**What you are asked to do:** Whenever a line carries the word "body", pull it out of the entries.

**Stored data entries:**
# # # # # # #
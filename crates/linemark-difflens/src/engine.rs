use std::ops::Range;
use std::time::Instant;

use linemark_core::{DiffAlgorithm, DiffBlock, EngineConfig, LinemarkError};
use similar::{Algorithm, DiffTag};

/// Prefix of every generated block identifier.
pub const BLOCK_ID_PREFIX: &str = "diff_block_";

/// Split text into lines.
///
/// Lines are separated by `\n`; a `\r` preceding the `\n` is stripped. A
/// single trailing terminator does not start an extra empty line, so
/// `"a\nb"` and `"a\nb\n"` both yield two lines and `""` yields none.
///
/// # Examples
///
/// ```
/// use linemark_difflens::engine::split_lines;
///
/// assert_eq!(split_lines("a\r\nb\n"), vec!["a", "b"]);
/// assert_eq!(split_lines("a\n\n"), vec!["a", ""]);
/// assert!(split_lines("").is_empty());
/// ```
pub fn split_lines(text: &str) -> Vec<&str> {
    if text.is_empty() {
        return Vec::new();
    }
    let body = text.strip_suffix('\n').unwrap_or(text);
    body.split('\n')
        .map(|line| line.strip_suffix('\r').unwrap_or(line))
        .collect()
}

/// A maximal stretch of non-equal lines: `old` lines replaced by `new` lines.
#[derive(Debug, Clone, PartialEq, Eq)]
struct ChangeRun {
    old: Range<usize>,
    new: Range<usize>,
}

/// Computes classified line differences between two versions of a text.
///
/// The engine is pure: it performs no I/O and identical inputs always give
/// structurally identical output.
///
/// # Examples
///
/// ```
/// use linemark_core::BlockKind;
/// use linemark_difflens::engine::DiffEngine;
///
/// let engine = DiffEngine::default();
/// let blocks = engine.compute("a\nb\nc\n", "a\nx\nc\n");
/// assert_eq!(blocks.len(), 1);
/// assert_eq!(blocks[0].kind(), BlockKind::Modified);
/// assert_eq!(blocks[0].line_span(), 1..2);
/// ```
#[derive(Debug, Clone, Default)]
pub struct DiffEngine {
    config: EngineConfig,
}

impl DiffEngine {
    pub fn new(config: EngineConfig) -> Self {
        Self { config }
    }

    pub fn config(&self) -> &EngineConfig {
        &self.config
    }

    /// Diff two texts, returning an empty list on any failure.
    ///
    /// Failures are logged; callers that need to tell "no differences" apart
    /// from "could not diff" should use [`DiffEngine::try_compute`].
    pub fn compute(&self, old_text: &str, new_text: &str) -> Vec<DiffBlock> {
        match self.try_compute(old_text, new_text) {
            Ok(blocks) => blocks,
            Err(e) => {
                tracing::error!(error = %e, "Failed to calculate diff");
                Vec::new()
            }
        }
    }

    /// Diff two optional texts. A missing side yields no blocks.
    ///
    /// # Examples
    ///
    /// ```
    /// use linemark_difflens::engine::DiffEngine;
    ///
    /// let engine = DiffEngine::default();
    /// assert!(engine.compute_versions(None, Some("a\n")).is_empty());
    /// ```
    pub fn compute_versions(&self, old_text: Option<&str>, new_text: Option<&str>) -> Vec<DiffBlock> {
        match (old_text, new_text) {
            (Some(old), Some(new)) => self.compute(old, new),
            _ => Vec::new(),
        }
    }

    /// Diff two texts, surfacing internal failures.
    ///
    /// # Errors
    ///
    /// Returns [`LinemarkError::DiffFailed`] if either input exceeds the
    /// configured line limit or the alignment is internally inconsistent.
    pub fn try_compute(&self, old_text: &str, new_text: &str) -> Result<Vec<DiffBlock>, LinemarkError> {
        let old_lines = split_lines(old_text);
        let new_lines = split_lines(new_text);

        let longest = old_lines.len().max(new_lines.len());
        if longest > self.config.max_lines {
            return Err(LinemarkError::DiffFailed(format!(
                "input has {longest} lines, limit is {}",
                self.config.max_lines
            )));
        }

        let runs = self.align(&old_lines, &new_lines)?;
        let mut blocks = Vec::with_capacity(runs.len());
        for (index, run) in runs.into_iter().enumerate() {
            let block_id = format!("{BLOCK_ID_PREFIX}{}", index + 1);
            blocks.push(DiffBlock::new(
                run.new.start,
                run.new.end,
                slice_lines(&old_lines, run.old),
                slice_lines(&new_lines, run.new),
                block_id,
            )?);
        }

        tracing::trace!(
            old_lines = old_lines.len(),
            new_lines = new_lines.len(),
            blocks = blocks.len(),
            "Computed line diff"
        );
        Ok(blocks)
    }

    fn align(&self, old_lines: &[&str], new_lines: &[&str]) -> Result<Vec<ChangeRun>, LinemarkError> {
        let algorithm = match self.config.algorithm {
            DiffAlgorithm::Myers => Algorithm::Myers,
            DiffAlgorithm::Patience => Algorithm::Patience,
        };
        let deadline = self.config.deadline().map(|budget| Instant::now() + budget);
        let ops = similar::capture_diff_slices_deadline(algorithm, old_lines, new_lines, deadline);

        let mut runs: Vec<ChangeRun> = Vec::new();
        let mut pending: Option<ChangeRun> = None;
        let mut old_cursor = 0;
        let mut new_cursor = 0;

        for op in &ops {
            let (tag, old_range, new_range) = op.as_tag_tuple();
            if old_range.start != old_cursor || new_range.start != new_cursor {
                return Err(LinemarkError::DiffFailed(format!(
                    "alignment skipped from {old_cursor}/{new_cursor} to {}/{}",
                    old_range.start, new_range.start
                )));
            }
            old_cursor = old_range.end;
            new_cursor = new_range.end;

            if tag == DiffTag::Equal {
                runs.extend(pending.take());
                continue;
            }
            // Adjacent deletions and insertions fold into a single run.
            match pending.as_mut() {
                Some(run) => {
                    run.old.end = old_range.end;
                    run.new.end = new_range.end;
                }
                None => {
                    pending = Some(ChangeRun {
                        old: old_range,
                        new: new_range,
                    })
                }
            }
        }
        runs.extend(pending.take());

        if old_cursor != old_lines.len() || new_cursor != new_lines.len() {
            return Err(LinemarkError::DiffFailed(format!(
                "alignment covered {old_cursor}/{} old and {new_cursor}/{} new lines",
                old_lines.len(),
                new_lines.len()
            )));
        }

        runs.retain(|run| !run.old.is_empty() || !run.new.is_empty());
        Ok(runs)
    }
}

/// Copy `range` out of `lines`, clamped to the available bounds.
fn slice_lines(lines: &[&str], range: Range<usize>) -> Vec<String> {
    if range.start >= lines.len() {
        return Vec::new();
    }
    let end = range.end.min(lines.len());
    lines[range.start..end].iter().map(|line| line.to_string()).collect()
}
# # # # # # #
**Output for this task:**
    let body = text.strip_suffix('\n').unwrap_or(text);
    body.split('\n')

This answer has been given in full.